PlayCount
The 'Hello World!' of MapReduce
To quote Scalding Developers Hadoop is a distributed system for counting words. Unfortunately we are fresh out of words, but we do have the play history of bajillions of users listening to bazillions of songs.
This MapReduce job uses the listening history of our users that we have stored in the "users" Kiji table to calculate the total number of times each song has been played. The result of this computation is written to a text file in HDFS.
Creating the Job
SongPlayCounter
is an example of a KijiExpress job that reads from a Kiji table and writes to a
file on HDFS. SongPlayCounter proceeds through these stages:
- Read the column "info:track_plays" from rows in a Kiji table.
- Break each user's track play history into individual songs.
- Count the number of times each song has been played.
- Write each song ID and play count to a file in HDFS.
The tutorial includes the job already written for you in Running the Job below; these sections walk through how the job is created.

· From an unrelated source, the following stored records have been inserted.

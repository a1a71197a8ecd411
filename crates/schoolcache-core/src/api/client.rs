//! API client for the school website REST backend.
//!
//! This module provides the `ApiClient` struct for the public read endpoints
//! the cache layer consumes and the token-authenticated admin writes.

use std::sync::Arc;
use std::time::Duration;

use reqwest::{header, multipart, Client, Method, RequestBuilder};
use serde::{de::DeserializeOwned, Deserialize, Serialize};
use tracing::{debug, warn};

use crate::models::theme::group_by_component;
use crate::models::{
    ContactMessage, GalleryImage, GalleryImageUpdate, GalleryQuery, LogoInfo, NewsItem, NewsPage,
    NewsQuery, SchoolSettings, SettingsPatch, ThemeSetting, ThemeSettings,
};

use super::envelope::{Envelope, PagedEnvelope};
use super::school_api::{AdminApi, FetchedBytes, SchoolApi};
use super::ApiError;

// ============================================================================
// Constants
// ============================================================================

/// HTTP request timeout in seconds.
/// Background refreshes are never awaited by a reader, so a generous limit is fine.
const REQUEST_TIMEOUT_SECS: u64 = 30;

/// `/theme-settings` answers either grouped by component or as a flat list.
#[derive(Debug, Deserialize)]
#[serde(untagged)]
enum ThemeSettingsPayload {
    Grouped(ThemeSettings),
    Flat(Vec<ThemeSetting>),
}

impl ThemeSettingsPayload {
    fn into_grouped(self) -> ThemeSettings {
        match self {
            ThemeSettingsPayload::Grouped(grouped) => grouped,
            ThemeSettingsPayload::Flat(flat) => group_by_component(flat),
        }
    }
}

/// API client for the school website.
/// Clone is cheap - reqwest::Client uses Arc internally for connection pooling.
#[derive(Clone)]
pub struct ApiClient {
    client: Client,
    base_url: String,
    token: Option<String>,
}

impl ApiClient {
    /// Create a new API client for `base_url` (e.g. `http://localhost:8000/api`)
    pub fn new(base_url: impl Into<String>) -> Result<Self, ApiError> {
        let client = Client::builder()
            .timeout(Duration::from_secs(REQUEST_TIMEOUT_SECS))
            .build()?;

        Ok(Self {
            client,
            base_url: base_url.into().trim_end_matches('/').to_string(),
            token: None,
        })
    }

    /// Create a new ApiClient with the given admin token, sharing the connection pool.
    pub fn with_token(&self, token: String) -> Self {
        Self {
            client: self.client.clone(),
            base_url: self.base_url.clone(),
            token: Some(token),
        }
    }

    pub fn base_url(&self) -> &str {
        &self.base_url
    }

    fn url(&self, path: &str) -> String {
        format!("{}/{}", self.base_url, path.trim_start_matches('/'))
    }

    fn request(&self, method: Method, path: &str) -> RequestBuilder {
        let builder = self
            .client
            .request(method, self.url(path))
            .header(header::ACCEPT, "application/json");
        match self.token {
            Some(ref token) => builder.bearer_auth(token),
            None => builder,
        }
    }

    fn require_token(&self) -> Result<(), ApiError> {
        if self.token.is_some() {
            Ok(())
        } else {
            Err(ApiError::Unauthorized)
        }
    }

    /// Check if response is successful, returning an error with body if not.
    async fn check_response(response: reqwest::Response) -> Result<reqwest::Response, ApiError> {
        if response.status().is_success() {
            Ok(response)
        } else {
            let status = response.status();
            let body = response.text().await.unwrap_or_default();
            Err(ApiError::from_status(status, &body))
        }
    }

    async fn send_json<T: DeserializeOwned>(builder: RequestBuilder) -> Result<T, ApiError> {
        let response = builder.send().await?;
        let response = Self::check_response(response).await?;
        let text = response.text().await?;
        serde_json::from_str(&text).map_err(|e| ApiError::InvalidResponse(e.to_string()))
    }

    async fn get_data<T: DeserializeOwned>(
        &self,
        path: &str,
        query: &[(&str, String)],
    ) -> Result<T, ApiError> {
        debug!(path, "GET");
        let envelope: Envelope<T> = Self::send_json(self.request(Method::GET, path).query(query)).await?;
        envelope.into_data()
    }

    async fn send_data<T: DeserializeOwned, B: Serialize + ?Sized>(
        &self,
        method: Method,
        path: &str,
        body: &B,
    ) -> Result<Option<T>, ApiError> {
        debug!(path, method = %method, "write");
        let envelope: Envelope<T> = Self::send_json(self.request(method, path).json(body)).await?;
        envelope.into_optional()
    }

    async fn send_empty(&self, method: Method, path: &str) -> Result<(), ApiError> {
        debug!(path, method = %method, "write");
        let envelope: Envelope<serde_json::Value> = Self::send_json(self.request(method, path)).await?;
        envelope.into_optional().map(|_| ())
    }

    // ===== Public Read Endpoints =====

    /// Fetch the school identity settings
    pub async fn get_settings(&self) -> Result<SchoolSettings, ApiError> {
        self.get_data("settings", &[]).await
    }

    /// Fetch the active logo; `None` when the school has not uploaded one
    pub async fn get_current_logo(&self) -> Result<Option<LogoInfo>, ApiError> {
        let response = self.request(Method::GET, "logo/current").send().await?;
        if response.status() == reqwest::StatusCode::NOT_FOUND {
            return Ok(None);
        }
        let response = Self::check_response(response).await?;
        let text = response.text().await?;
        let envelope: Envelope<LogoInfo> =
            serde_json::from_str(&text).map_err(|e| ApiError::InvalidResponse(e.to_string()))?;
        envelope.into_optional()
    }

    /// Fetch gallery images matching a category / featured filter
    pub async fn get_gallery(&self, query: &GalleryQuery) -> Result<Vec<GalleryImage>, ApiError> {
        let mut params = Vec::new();
        if let Some(category) = query.category_filter() {
            params.push(("category", category.to_string()));
        }
        if query.featured {
            params.push(("featured", "true".to_string()));
        }
        self.get_data("gallery", &params).await
    }

    /// Fetch the homepage carousel images
    pub async fn get_carousel(&self) -> Result<Vec<GalleryImage>, ApiError> {
        self.get_data("gallery/carousel", &[]).await
    }

    /// Fetch one page of the news list
    pub async fn get_news(&self, query: &NewsQuery) -> Result<NewsPage, ApiError> {
        let params = query.params();
        let envelope: PagedEnvelope<NewsItem> =
            Self::send_json(self.request(Method::GET, "news").query(&params)).await?;
        let (items, pagination) = envelope.into_page()?;
        Ok(NewsPage { items, pagination })
    }

    /// Fetch a single news article
    pub async fn get_news_item(&self, id: i64) -> Result<NewsItem, ApiError> {
        self.get_data(&format!("news/{}", id), &[]).await
    }

    /// Increment the view counter of a news article
    pub async fn post_news_view(&self, id: i64) -> Result<(), ApiError> {
        self.send_empty(Method::POST, &format!("news/{}/views", id)).await
    }

    /// Fetch the colour palette grouped by component
    pub async fn get_theme_settings(&self) -> Result<ThemeSettings, ApiError> {
        let payload: ThemeSettingsPayload = self.get_data("theme-settings", &[]).await?;
        Ok(payload.into_grouped())
    }

    /// Submit the public contact form
    pub async fn post_contact(&self, message: &ContactMessage) -> Result<(), ApiError> {
        message.validate().map_err(ApiError::InvalidRequest)?;
        self.send_data::<serde_json::Value, _>(Method::POST, "contacts", message)
            .await
            .map(|_| ())
    }

    /// Download raw bytes from an absolute URL or a path under the API.
    pub async fn get_bytes(&self, url: &str, timeout: Duration) -> Result<FetchedBytes, ApiError> {
        let target = if url.starts_with("http://") || url.starts_with("https://") {
            url.to_string()
        } else {
            self.url(url)
        };

        let response = self
            .client
            .get(&target)
            .timeout(timeout)
            .send()
            .await
            .map_err(|e| if e.is_timeout() { ApiError::Timeout(timeout) } else { e.into() })?;
        let response = Self::check_response(response).await?;
        let content_type = response
            .headers()
            .get(header::CONTENT_TYPE)
            .and_then(|v| v.to_str().ok())
            .map(str::to_string);
        let bytes = response
            .bytes()
            .await
            .map_err(|e| if e.is_timeout() { ApiError::Timeout(timeout) } else { e.into() })?;

        Ok(FetchedBytes {
            bytes: bytes.to_vec(),
            content_type,
        })
    }

    // ===== Admin Endpoints =====

    /// Persist settings on the server and return the stored record
    pub async fn put_settings(&self, patch: &SettingsPatch) -> Result<SchoolSettings, ApiError> {
        self.require_token()?;
        self.send_data(Method::PUT, "settings", patch)
            .await?
            .ok_or_else(|| ApiError::InvalidResponse("settings update returned no data".into()))
    }

    /// Replace the free-form "about" page settings
    pub async fn put_about_settings(
        &self,
        about: &serde_json::Value,
    ) -> Result<serde_json::Value, ApiError> {
        self.require_token()?;
        Ok(self
            .send_data(Method::PUT, "admin/about-settings", about)
            .await?
            .unwrap_or(serde_json::Value::Null))
    }

    /// Upload a new logo image; the server marks it active
    pub async fn post_logo(
        &self,
        file_name: &str,
        bytes: Vec<u8>,
        mime: &str,
    ) -> Result<LogoInfo, ApiError> {
        self.require_token()?;
        let builder = self.logo_upload_request(file_name, bytes, mime)?;
        let envelope: Envelope<LogoInfo> = Self::send_json(builder).await?;
        envelope.into_data()
    }

    /// `multipart/form-data` body with the image in the `logo` part.
    fn logo_upload_request(
        &self,
        file_name: &str,
        bytes: Vec<u8>,
        mime: &str,
    ) -> Result<RequestBuilder, ApiError> {
        let part = multipart::Part::bytes(bytes)
            .file_name(file_name.to_string())
            .mime_str(mime)?;
        let form = multipart::Form::new().part("logo", part);
        Ok(self.request(Method::POST, "logo/upload").multipart(form))
    }

    /// Make a previously uploaded logo the active one
    pub async fn put_logo_activation(&self, id: i64) -> Result<(), ApiError> {
        self.require_token()?;
        self.send_empty(Method::PUT, &format!("logos/{}/activate", id)).await
    }

    pub async fn delete_logo(&self, id: i64) -> Result<(), ApiError> {
        self.require_token()?;
        self.send_empty(Method::DELETE, &format!("logos/{}", id)).await
    }

    pub async fn put_gallery_image(
        &self,
        id: i64,
        update: &GalleryImageUpdate,
    ) -> Result<(), ApiError> {
        self.require_token()?;
        self.send_data::<serde_json::Value, _>(Method::PUT, &format!("gallery/{}", id), update)
            .await
            .map(|_| ())
    }

    pub async fn delete_gallery_image(&self, id: i64) -> Result<(), ApiError> {
        self.require_token()?;
        self.send_empty(Method::DELETE, &format!("gallery/{}", id)).await
    }

    pub async fn delete_news(&self, id: i64) -> Result<(), ApiError> {
        self.require_token()?;
        self.send_empty(Method::DELETE, &format!("news/{}", id)).await
    }

    /// Save one colour slot of the palette
    pub async fn put_theme_setting(&self, setting: &ThemeSetting) -> Result<(), ApiError> {
        self.require_token()?;
        self.send_data::<serde_json::Value, _>(Method::PUT, "theme-settings", setting)
            .await
            .map(|_| ())
    }
}

impl SchoolApi for ApiClient {
    async fn fetch_settings(&self) -> Result<SchoolSettings, ApiError> {
        self.get_settings().await
    }

    async fn fetch_current_logo(&self) -> Result<Option<LogoInfo>, ApiError> {
        self.get_current_logo().await
    }

    async fn fetch_gallery(&self, query: &GalleryQuery) -> Result<Vec<GalleryImage>, ApiError> {
        self.get_gallery(query).await
    }

    async fn fetch_carousel(&self) -> Result<Vec<GalleryImage>, ApiError> {
        self.get_carousel().await
    }

    async fn fetch_news(&self, query: &NewsQuery) -> Result<NewsPage, ApiError> {
        self.get_news(query).await
    }

    async fn fetch_news_item(&self, id: i64) -> Result<NewsItem, ApiError> {
        self.get_news_item(id).await
    }

    async fn record_news_view(&self, id: i64) -> Result<(), ApiError> {
        self.post_news_view(id).await
    }

    async fn fetch_theme_settings(&self) -> Result<ThemeSettings, ApiError> {
        self.get_theme_settings().await
    }

    async fn submit_contact(&self, message: &ContactMessage) -> Result<(), ApiError> {
        self.post_contact(message).await.inspect_err(|e| {
            warn!(error = %e, "Contact submission failed");
        })
    }

    async fn fetch_bytes(&self, url: &str, timeout: Duration) -> Result<FetchedBytes, ApiError> {
        self.get_bytes(url, timeout).await
    }
}

impl AdminApi for ApiClient {
    fn authorized(self: &Arc<Self>, token: String) -> Arc<Self> {
        Arc::new(self.with_token(token))
    }

    async fn update_settings(&self, patch: &SettingsPatch) -> Result<SchoolSettings, ApiError> {
        self.put_settings(patch).await
    }

    async fn update_about_settings(
        &self,
        about: &serde_json::Value,
    ) -> Result<serde_json::Value, ApiError> {
        self.put_about_settings(about).await
    }

    async fn upload_logo(&self, file_name: &str, bytes: Vec<u8>, mime: &str) -> Result<LogoInfo, ApiError> {
        self.post_logo(file_name, bytes, mime).await
    }

    async fn activate_logo(&self, id: i64) -> Result<(), ApiError> {
        self.put_logo_activation(id).await
    }

    async fn remove_logo(&self, id: i64) -> Result<(), ApiError> {
        self.delete_logo(id).await
    }

    async fn update_gallery_image(&self, id: i64, update: &GalleryImageUpdate) -> Result<(), ApiError> {
        self.put_gallery_image(id, update).await
    }

    async fn remove_gallery_image(&self, id: i64) -> Result<(), ApiError> {
        self.delete_gallery_image(id).await
    }

    async fn remove_news(&self, id: i64) -> Result<(), ApiError> {
        self.delete_news(id).await
    }

    async fn update_theme_setting(&self, setting: &ThemeSetting) -> Result<(), ApiError> {
        self.put_theme_setting(setting).await
    }
}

Read "info:track_plays" from a Kiji table
Data can be read from a Kiji table by using KijiInput
).
This factory method takes options specific to requesting slices of data from a Kiji table such as:
- Which columns to retrieve from the table and the field names they should be given.
- Number of versions of each cell to return.
- Filters to apply to the requested data.
For the tutorial:
- Call
KijiInput
to read all versions of the column "info:track_plays" from the provided Kiji table and bind the resulting value to the field named'playlist
:
KijiInput(args("table-uri"))(Map(Column("info:track_plays", all) -> 'playlist))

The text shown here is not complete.